Subrata has not only read Rabindranath Tagore, but he has also read him line by line, in between lines and beyond the lines. That has enabled Subrata to see Rabindranath Tagore in a greater and clearer perspective. That is why he could write a book about little known, even unknown facts of Rabindranath Tagore’s literature. Subrata has made painstaking efforts to bring out the global recognition and appreciation of Rabindranath Tagore bringing to light various articles written by scholars all over the globe on the occasion of Rabindranath Tagore’s getting Nobel Prize in literature in 1913. Subrata has rightly hinted that Rabindranath Tagore was born and brought up in Bengali milieu but that did not stand on his way of becoming a true cultural spokesman of modern India and the latter identity did not stop him from being a World Poet.

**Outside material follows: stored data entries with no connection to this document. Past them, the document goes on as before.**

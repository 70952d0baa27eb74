use crate::domain::{models::job::{Job, CLAIM_LEASE_SECS, MAX_ATTEMPTS}, ports::JobRepository};
use crate::error::AppError;
use async_trait::async_trait;
use sqlx::PgPool;
use chrono::{DateTime, Duration, Utc};

pub struct PostgresJobRepo {
    pool: PgPool,
}

impl PostgresJobRepo {
    pub fn new(pool: PgPool) -> Self { Self { pool } }
}

#[async_trait]
impl JobRepository for PostgresJobRepo {
    async fn create(&self, job: &Job) -> Result<Job, AppError> {
        sqlx::query_as::<_, Job>(
            "INSERT INTO jobs (id, job_type, payload, execute_at, status, attempts, error_message, created_at) VALUES ($1, $2, $3, $4, $5, $6, $7, $8) RETURNING *"
        )
            .bind(&job.id)
            .bind(&job.job_type)
            .bind(&job.payload)
            .bind(job.execute_at)
            .bind(&job.status)
            .bind(job.attempts)
            .bind(&job.error_message)
            .bind(job.created_at)
            .fetch_one(&self.pool)
            .await
            .map_err(AppError::Database)
    }

    async fn find_pending(&self, limit: i32) -> Result<Vec<Job>, AppError> {
        let now = Utc::now();
        let lease_until = now + Duration::seconds(CLAIM_LEASE_SECS);

        sqlx::query(
            "UPDATE jobs SET status = 'FAILED', error_message = 'Worker stopped while processing' WHERE status = 'PROCESSING' AND execute_at <= $1 AND attempts >= $2"
        )
            .bind(now)
            .bind(MAX_ATTEMPTS)
            .execute(&self.pool)
            .await
            .map_err(AppError::Database)?;

        sqlx::query_as::<_, Job>(
            r#"
            UPDATE jobs
            SET status = 'PROCESSING', attempts = attempts + 1, execute_at = $1
            WHERE id IN (
                SELECT id
                FROM jobs
                WHERE status IN ('PENDING', 'PROCESSING') AND execute_at <= $2
                ORDER BY execute_at ASC
                LIMIT $3
                FOR UPDATE SKIP LOCKED
            )
            RETURNING *
            "#
        )
            .bind(lease_until)
            .bind(now)
            .bind(limit as i64)
            .fetch_all(&self.pool)
            .await
            .map_err(AppError::Database)
    }

    async fn update_status(&self, id: &str, status: &str, error_message: Option<String>) -> Result<(), AppError> {
        sqlx::query("UPDATE jobs SET status = $1, error_message = $2 WHERE id = $3")
            .bind(status)
            .bind(error_message)
            .bind(id)
            .execute(&self.pool)
            .await
            .map_err(AppError::Database)?;
        Ok(())
    }

    async fn schedule_retry(&self, id: &str, execute_at: DateTime<Utc>, error_message: String) -> Result<(), AppError> {
        sqlx::query("UPDATE jobs SET status = 'PENDING', execute_at = $1, error_message = $2 WHERE id = $3")
            .bind(execute_at)
            .bind(error_message)
            .bind(id)
            .execute(&self.pool)
            .await
            .map_err(AppError::Database)?;
        Ok(())
    }
}
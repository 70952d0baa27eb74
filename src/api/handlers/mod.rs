pub mod comment;
pub mod event;
pub mod health;
pub mod invitation;
pub mod participant;
pub mod personalized_invitation;
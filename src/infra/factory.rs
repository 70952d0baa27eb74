use std::str::FromStr;
use std::sync::Arc;
use std::time::Duration;
use sqlx::{postgres::{PgPoolOptions, PgConnectOptions}, sqlite::{SqlitePoolOptions, SqliteJournalMode, SqliteConnectOptions}};
use sqlx::{PgPool, SqlitePool, ConnectOptions};
use tracing::info;
use tracing::log::LevelFilter;
use tera::Tera;

use crate::config::Config;
use crate::state::{AppState, Repositories};
use crate::infra::email::http_email_service::HttpEmailService;
use crate::infra::repositories::{
    postgres_comment_repo::PostgresCommentRepo, postgres_event_repo::PostgresEventRepo,
    postgres_invitation_repo::PostgresInvitationRepo, postgres_job_repo::PostgresJobRepo,
    postgres_participant_repo::PostgresParticipantRepo,
    sqlite_comment_repo::SqliteCommentRepo, sqlite_event_repo::SqliteEventRepo,
    sqlite_invitation_repo::SqliteInvitationRepo, sqlite_job_repo::SqliteJobRepo,
    sqlite_participant_repo::SqliteParticipantRepo,
};

/// Names under which the mail templates are registered.
pub const TEMPLATES: [(&str, &str); 4] = [
    ("admin_link.html", include_str!("../templates/admin_link.html")),
    ("event_updated.html", include_str!("../templates/event_updated.html")),
    ("event_cancelled.html", include_str!("../templates/event_cancelled.html")),
    ("invite.html", include_str!("../templates/invite.html")),
];

pub fn load_templates() -> Tera {
    let mut tera = Tera::default();
    tera.add_raw_templates(TEMPLATES).expect("Failed to load mail templates");
    tera
}

pub fn sqlite_repositories(pool: &SqlitePool) -> Repositories {
    Repositories {
        event_repo: Arc::new(SqliteEventRepo::new(pool.clone())),
        invitation_repo: Arc::new(SqliteInvitationRepo::new(pool.clone())),
        participant_repo: Arc::new(SqliteParticipantRepo::new(pool.clone())),
        comment_repo: Arc::new(SqliteCommentRepo::new(pool.clone())),
        job_repo: Arc::new(SqliteJobRepo::new(pool.clone())),
    }
}

pub fn postgres_repositories(pool: &PgPool) -> Repositories {
    Repositories {
        event_repo: Arc::new(PostgresEventRepo::new(pool.clone())),
        invitation_repo: Arc::new(PostgresInvitationRepo::new(pool.clone())),
        participant_repo: Arc::new(PostgresParticipantRepo::new(pool.clone())),
        comment_repo: Arc::new(PostgresCommentRepo::new(pool.clone())),
        job_repo: Arc::new(PostgresJobRepo::new(pool.clone())),
    }
}

pub async fn bootstrap_state(config: &Config) -> AppState {
    let database_url = &config.database_url;
    let email_service = Arc::new(HttpEmailService::new(
        config.mail_service_url.clone(),
        config.mail_service_token.clone(),
        config.notifications.from_address.clone(),
    ));

    let templates = Arc::new(load_templates());

    let repos = if database_url.starts_with("postgres://") || database_url.starts_with("postgresql://") {
        info!("Initializing PostgreSQL connection...");

        let mut opts: PgConnectOptions = database_url.parse().expect("Invalid Postgres URL");
        opts = opts.log_statements(LevelFilter::Debug)
            .log_slow_statements(LevelFilter::Warn, Duration::from_millis(500));

        let pool = PgPoolOptions::new()
            .max_connections(10)
            .connect_with(opts)
            .await
            .expect("Failed to connect to Postgres");

        run_postgres_migrations(&pool).await;
        postgres_repositories(&pool)
    } else {
        info!("Initializing SQLite connection with WAL Mode...");

        let opts = SqliteConnectOptions::from_str(database_url)
            .expect("Invalid SQLite connection string")
            .create_if_missing(true)
            .journal_mode(SqliteJournalMode::Wal)
            .busy_timeout(Duration::from_secs(5))
            .foreign_keys(true)
            .log_statements(LevelFilter::Debug)
            .log_slow_statements(LevelFilter::Warn, Duration::from_millis(500));

        let pool = SqlitePoolOptions::new()
            .max_connections(5)
            .connect_with(opts)
            .await
            .expect("Failed to connect to SQLite");

        run_sqlite_migrations(&pool).await;
        sqlite_repositories(&pool)
    };

    AppState::new(config.clone(), repos, email_service, templates)
}

async fn run_postgres_migrations(pool: &PgPool) {
    sqlx::migrate!("./migrations/postgres")
        .run(pool)
        .await
        .expect("Failed to run Postgres migrations");
}

async fn run_sqlite_migrations(pool: &SqlitePool) {
    sqlx::migrate!("./migrations/sqlite")
        .run(pool)
        .await
        .expect("Failed to run SQLite migrations");
}
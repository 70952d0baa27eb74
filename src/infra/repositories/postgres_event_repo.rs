use crate::domain::{
    models::{event::{Event, EventPatch}, participant::Participant},
    ports::EventRepository,
};
use crate::error::AppError;
use async_trait::async_trait;
use sqlx::{PgPool, Row};

pub struct PostgresEventRepo {
    pool: PgPool,
}

impl PostgresEventRepo {
    pub fn new(pool: PgPool) -> Self {
        Self { pool }
    }
}

#[async_trait]
impl EventRepository for PostgresEventRepo {
    async fn create(&self, event: &Event) -> Result<Event, AppError> {
        sqlx::query_as::<_, Event>(
            r#"INSERT INTO events (
                id, edit_id, name, location, start_time, end_time,
                organizer_email, organizer_name, description, link, image_url, capacity, created_at
            ) VALUES ($1, $2, $3, $4, $5, $6, $7, $8, $9, $10, $11, $12, $13)
            RETURNING *"#
        )
            .bind(&event.id)
            .bind(&event.edit_id)
            .bind(&event.name)
            .bind(&event.location)
            .bind(event.start_time)
            .bind(event.end_time)
            .bind(&event.organizer_email)
            .bind(&event.organizer_name)
            .bind(&event.description)
            .bind(&event.link)
            .bind(&event.image_url)
            .bind(event.capacity)
            .bind(event.created_at)
            .fetch_one(&self.pool)
            .await
            .map_err(AppError::Database)
    }

    async fn find_by_id(&self, id: &str) -> Result<Option<Event>, AppError> {
        sqlx::query_as::<_, Event>("SELECT * FROM events WHERE id = $1")
            .bind(id)
            .fetch_optional(&self.pool)
            .await
            .map_err(AppError::Database)
    }

    async fn update_checked(&self, edit_id: &str, patch: &EventPatch) -> Result<Event, AppError> {
        let mut tx = self.pool.begin().await.map_err(AppError::Database)?;

        // Row lock serializes against redemptions, which lock the same row.
        let current = sqlx::query_as::<_, Event>("SELECT * FROM events WHERE edit_id = $1 FOR UPDATE")
            .bind(edit_id)
            .fetch_optional(&mut *tx)
            .await
            .map_err(AppError::Database)?
            .ok_or_else(|| AppError::not_found("Event"))?;

        let count: i64 = sqlx::query("SELECT COUNT(*) AS count FROM participants WHERE event_id = $1")
            .bind(&current.id)
            .fetch_one(&mut *tx)
            .await
            .map_err(AppError::Database)?
            .get("count");

        let merged = current.apply_patch(patch, count)?;

        let updated = sqlx::query_as::<_, Event>(
            r#"UPDATE events SET
                name=$1, location=$2, start_time=$3, end_time=$4,
                organizer_email=$5, organizer_name=$6, description=$7,
                link=$8, image_url=$9, capacity=$10
               WHERE id=$11 RETURNING *"#
        )
            .bind(&merged.name)
            .bind(&merged.location)
            .bind(merged.start_time)
            .bind(merged.end_time)
            .bind(&merged.organizer_email)
            .bind(&merged.organizer_name)
            .bind(&merged.description)
            .bind(&merged.link)
            .bind(&merged.image_url)
            .bind(merged.capacity)
            .bind(&merged.id)
            .fetch_one(&mut *tx)
            .await
            .map_err(AppError::Database)?;

        tx.commit().await.map_err(AppError::Database)?;
        Ok(updated)
    }

    async fn delete_cascade(&self, edit_id: &str) -> Result<(Event, Vec<Participant>), AppError> {
        let mut tx = self.pool.begin().await.map_err(AppError::Database)?;

        let event = sqlx::query_as::<_, Event>("SELECT * FROM events WHERE edit_id = $1 FOR UPDATE")
            .bind(edit_id)
            .fetch_optional(&mut *tx)
            .await
            .map_err(AppError::Database)?
            .ok_or_else(|| AppError::not_found("Event"))?;

        let participants = sqlx::query_as::<_, Participant>(
            "SELECT * FROM participants WHERE event_id = $1 ORDER BY created_at ASC",
        )
            .bind(&event.id)
            .fetch_all(&mut *tx)
            .await
            .map_err(AppError::Database)?;

        for table in ["comments", "participants", "invitations"] {
            sqlx::query(&format!("DELETE FROM {} WHERE event_id = $1", table))
                .bind(&event.id)
                .execute(&mut *tx)
                .await
                .map_err(AppError::Database)?;
        }

        sqlx::query("DELETE FROM events WHERE id = $1")
            .bind(&event.id)
            .execute(&mut *tx)
            .await
            .map_err(AppError::Database)?;

        tx.commit().await.map_err(AppError::Database)?;
        Ok((event, participants))
    }
}
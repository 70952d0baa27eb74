use serde::{Deserialize, Serialize};
use chrono::{DateTime, Utc};
use sqlx::types::Json;
use sqlx::FromRow;
use uuid::Uuid;

pub const MAX_ATTEMPTS: i32 = 3;
/// How long a claimed job may stay PROCESSING before another worker takes it back.
pub const CLAIM_LEASE_SECS: i64 = 300;

/// Outbound messages. Each variant is self-contained: the worker may run
/// after the event it describes has been deleted.
#[derive(Debug, Serialize, Deserialize, Clone, PartialEq)]
#[serde(tag = "kind", rename_all = "snake_case")]
pub enum Notification {
    AdminLinkIssued {
        recipient: String,
        organizer_name: String,
        event_name: String,
        event_id: String,
        edit_id: String,
    },
    EventUpdated {
        recipient: String,
        participant_name: String,
        event_name: String,
        event_id: String,
    },
    EventCancelled {
        recipient: String,
        participant_name: String,
        event_name: String,
    },
    InviteSent {
        recipient: String,
        invitee_name: Option<String>,
        event_name: String,
        event_id: String,
        event_start: DateTime<Utc>,
        invitation_id: String,
        personalized: bool,
    },
}

impl Notification {
    pub fn kind(&self) -> &'static str {
        match self {
            Notification::AdminLinkIssued { .. } => "ADMIN_LINK_ISSUED",
            Notification::EventUpdated { .. } => "EVENT_UPDATED",
            Notification::EventCancelled { .. } => "EVENT_CANCELLED",
            Notification::InviteSent { .. } => "INVITE_SENT",
        }
    }

    pub fn recipient(&self) -> &str {
        match self {
            Notification::AdminLinkIssued { recipient, .. }
            | Notification::EventUpdated { recipient, .. }
            | Notification::EventCancelled { recipient, .. }
            | Notification::InviteSent { recipient, .. } => recipient,
        }
    }
}

#[derive(Debug, Serialize, Deserialize, FromRow, Clone)]
pub struct Job {
    pub id: String,
    pub job_type: String,
    pub payload: Json<Notification>,
    pub execute_at: DateTime<Utc>,
    pub status: String, // PENDING, PROCESSING, COMPLETED, FAILED
    pub attempts: i32,
    pub error_message: Option<String>,
    pub created_at: DateTime<Utc>,
}

impl Job {
    pub fn new(notification: Notification) -> Self {
        let now = Utc::now();
        Self {
            id: Uuid::new_v4().to_string(),
            job_type: notification.kind().to_string(),
            payload: Json(notification),
            execute_at: now,
            status: "PENDING".to_string(),
            attempts: 0,
            error_message: None,
            created_at: now,
        }
    }
}
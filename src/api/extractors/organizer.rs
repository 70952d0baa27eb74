use axum::{
    extract::{FromRequestParts, Path},
    http::request::Parts,
};
use std::collections::HashMap;
use crate::domain::models::event::Event;
use crate::error::AppError;
use crate::state::AppState;
use std::sync::Arc;

/// The event addressed by `{event_id}`, resolved only when the `{edit_id}`
/// segment of the same path is its organizer credential.
pub struct OrganizerEvent(pub Event);

impl FromRequestParts<Arc<AppState>> for OrganizerEvent {
    type Rejection = AppError;

    async fn from_request_parts(parts: &mut Parts, state: &Arc<AppState>) -> Result<Self, Self::Rejection> {
        let params: Path<HashMap<String, String>> = Path::from_request_parts(parts, state)
            .await
            .map_err(|_| AppError::not_found("Event"))?;

        let (Some(event_id), Some(edit_id)) = (params.get("event_id"), params.get("edit_id")) else {
            return Err(AppError::not_found("Event"));
        };

        let event = state.events.authorize(event_id, edit_id).await?;
        Ok(OrganizerEvent(event))
    }
}
#[tokio::main]
async fn main() -> std::io::Result<()> {
    event_planner::run().await
}
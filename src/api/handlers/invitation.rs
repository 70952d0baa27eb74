use axum::{
    extract::{Path, State},
    http::StatusCode,
    response::IntoResponse,
    Json,
};
use crate::state::AppState;
use crate::api::dtos::requests::{AcceptInvitationRequest, IssueInvitationRequest};
use crate::domain::models::invitation::InvitationKind;
use crate::error::AppError;
use std::sync::Arc;

pub async fn issue_invitation(
    State(state): State<Arc<AppState>>,
    Json(payload): Json<IssueInvitationRequest>,
) -> Result<impl IntoResponse, AppError> {
    let invitation = state.invitations
        .issue_invitation(&payload.event_id, &payload.edit_id, payload.email)
        .await?;
    Ok((StatusCode::CREATED, Json(invitation)))
}

pub async fn get_invitation(
    State(state): State<Arc<AppState>>,
    Path(invitation_id): Path<String>,
) -> Result<impl IntoResponse, AppError> {
    let details = state.invitations
        .get_invitation_details(InvitationKind::Generic, &invitation_id)
        .await?;
    Ok(Json(details))
}

pub async fn accept_invitation(
    State(state): State<Arc<AppState>>,
    Path(invitation_id): Path<String>,
    Json(payload): Json<AcceptInvitationRequest>,
) -> Result<impl IntoResponse, AppError> {
    let participant = state.invitations
        .redeem_invitation(&invitation_id, payload.name, payload.email)
        .await?;
    Ok((StatusCode::CREATED, Json(participant)))
}

pub async fn revoke_invitation(
    State(state): State<Arc<AppState>>,
    Path((invitation_id, edit_id)): Path<(String, String)>,
) -> Result<impl IntoResponse, AppError> {
    state.invitations
        .revoke_invitation(InvitationKind::Generic, &invitation_id, &edit_id)
        .await?;
    Ok(StatusCode::NO_CONTENT)
}
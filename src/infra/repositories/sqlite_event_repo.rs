use crate::domain::{
    models::{event::{Event, EventPatch}, participant::Participant},
    ports::EventRepository,
};
use crate::error::AppError;
use crate::infra::repositories::sqlite_tx::{begin_immediate, finish};
use async_trait::async_trait;
use sqlx::{Row, SqliteConnection, SqlitePool};

pub struct SqliteEventRepo {
    pool: SqlitePool,
}

impl SqliteEventRepo {
    pub fn new(pool: SqlitePool) -> Self {
        Self { pool }
    }

    async fn update_locked(conn: &mut SqliteConnection, edit_id: &str, patch: &EventPatch) -> Result<Event, AppError> {
        let current = sqlx::query_as::<_, Event>("SELECT * FROM events WHERE edit_id = ?")
            .bind(edit_id)
            .fetch_optional(&mut *conn)
            .await
            .map_err(AppError::Database)?
            .ok_or_else(|| AppError::not_found("Event"))?;

        let count: i64 = sqlx::query("SELECT COUNT(*) AS count FROM participants WHERE event_id = ?")
            .bind(&current.id)
            .fetch_one(&mut *conn)
            .await
            .map_err(AppError::Database)?
            .get("count");

        let merged = current.apply_patch(patch, count)?;

        sqlx::query_as::<_, Event>(
            r#"UPDATE events SET
                name=?, location=?, start_time=?, end_time=?,
                organizer_email=?, organizer_name=?, description=?,
                link=?, image_url=?, capacity=?
               WHERE id=? RETURNING *"#
        )
            .bind(&merged.name)
            .bind(&merged.location)
            .bind(merged.start_time)
            .bind(merged.end_time)
            .bind(&merged.organizer_email)
            .bind(&merged.organizer_name)
            .bind(&merged.description)
            .bind(&merged.link)
            .bind(&merged.image_url)
            .bind(merged.capacity)
            .bind(&merged.id)
            .fetch_one(&mut *conn)
            .await
            .map_err(AppError::Database)
    }

    async fn delete_locked(conn: &mut SqliteConnection, edit_id: &str) -> Result<(Event, Vec<Participant>), AppError> {
        let event = sqlx::query_as::<_, Event>("SELECT * FROM events WHERE edit_id = ?")
            .bind(edit_id)
            .fetch_optional(&mut *conn)
            .await
            .map_err(AppError::Database)?
            .ok_or_else(|| AppError::not_found("Event"))?;

        let participants = sqlx::query_as::<_, Participant>(
            "SELECT * FROM participants WHERE event_id = ? ORDER BY created_at ASC",
        )
            .bind(&event.id)
            .fetch_all(&mut *conn)
            .await
            .map_err(AppError::Database)?;

        for table in ["comments", "participants", "invitations"] {
            sqlx::query(&format!("DELETE FROM {} WHERE event_id = ?", table))
                .bind(&event.id)
                .execute(&mut *conn)
                .await
                .map_err(AppError::Database)?;
        }

        sqlx::query("DELETE FROM events WHERE id = ?")
            .bind(&event.id)
            .execute(&mut *conn)
            .await
            .map_err(AppError::Database)?;

        Ok((event, participants))
    }
}

#[async_trait]
impl EventRepository for SqliteEventRepo {
    async fn create(&self, event: &Event) -> Result<Event, AppError> {
        sqlx::query_as::<_, Event>(
            r#"INSERT INTO events (
                id, edit_id, name, location, start_time, end_time,
                organizer_email, organizer_name, description, link, image_url, capacity, created_at
            ) VALUES (?, ?, ?, ?, ?, ?, ?, ?, ?, ?, ?, ?, ?)
            RETURNING *"#
        )
            .bind(&event.id)
            .bind(&event.edit_id)
            .bind(&event.name)
            .bind(&event.location)
            .bind(event.start_time)
            .bind(event.end_time)
            .bind(&event.organizer_email)
            .bind(&event.organizer_name)
            .bind(&event.description)
            .bind(&event.link)
            .bind(&event.image_url)
            .bind(event.capacity)
            .bind(event.created_at)
            .fetch_one(&self.pool)
            .await
            .map_err(AppError::Database)
    }

    async fn find_by_id(&self, id: &str) -> Result<Option<Event>, AppError> {
        sqlx::query_as::<_, Event>("SELECT * FROM events WHERE id = ?")
            .bind(id)
            .fetch_optional(&self.pool)
            .await
            .map_err(AppError::Database)
    }

    async fn update_checked(&self, edit_id: &str, patch: &EventPatch) -> Result<Event, AppError> {
        let mut tx = begin_immediate(&self.pool).await?;
        let result = Self::update_locked(&mut *tx, edit_id, patch).await;
        finish(tx, result).await
    }

    async fn delete_cascade(&self, edit_id: &str) -> Result<(Event, Vec<Participant>), AppError> {
        let mut tx = begin_immediate(&self.pool).await?;
        let result = Self::delete_locked(&mut *tx, edit_id).await;
        finish(tx, result).await
    }
}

It is known to all that Bengali is one of the richest and sweetest languages of the world and is the mother tongue of more than 270 million people living in Bangladesh, India and all over the globe. It is the National Language of Bangladesh and one of the National Languages of India. Many Universities of International fame (University of Toronto included) teach Bengali language and literature. It may not be out of place to mention here that Bengali was the first among all languages of Asia to be honoured with the Nobel Prize and that was more than a century ago. Subrata’s relentless work on Bengali language and Rabindranath Tagore is recognised by the Torontonian Bengalis with due respect.

Even a child in Bengal knows that Kazi Nazrul Islam is the rebel poet there. But Subrata has placed Nazrul on a higher pedestal, and rightly so. Subrata has internationalized Nazrul’s stature as a rebel poet by drawing parallels with the poems of Lakshmi Prasad Debkota, the rebel poet of Nepal, placing Nazrul’s signature poem BIDROHI with that of Debkota’s PAGAL (Mad, Crazy). Subrata has further drawn our attention to the hitherto neglected aspect of Nazrul’s that, though Nazrul’s physical presence outside India was meagre but his works transcended international boundaries and was very popular with right-thinking western scholars like Winston E. Langley and others.

Now let us talk on Subrata’s book on the Mahabharata. It goes to the credit of Subrata that in his late forties he could delve deep into the labyrinthine mystery of this ancient epic and feel the pulse of the presumably greatest book of the world. In a book only of 112 pages, he has tried to discuss the whole gamut of the Mahabharata, which is several hundred times bulkier. He has succeeded in his mission with singular devotion. Subrata has touched the fringe of the epic and has presented before us the Mahabharata in miniature, preserving its essence.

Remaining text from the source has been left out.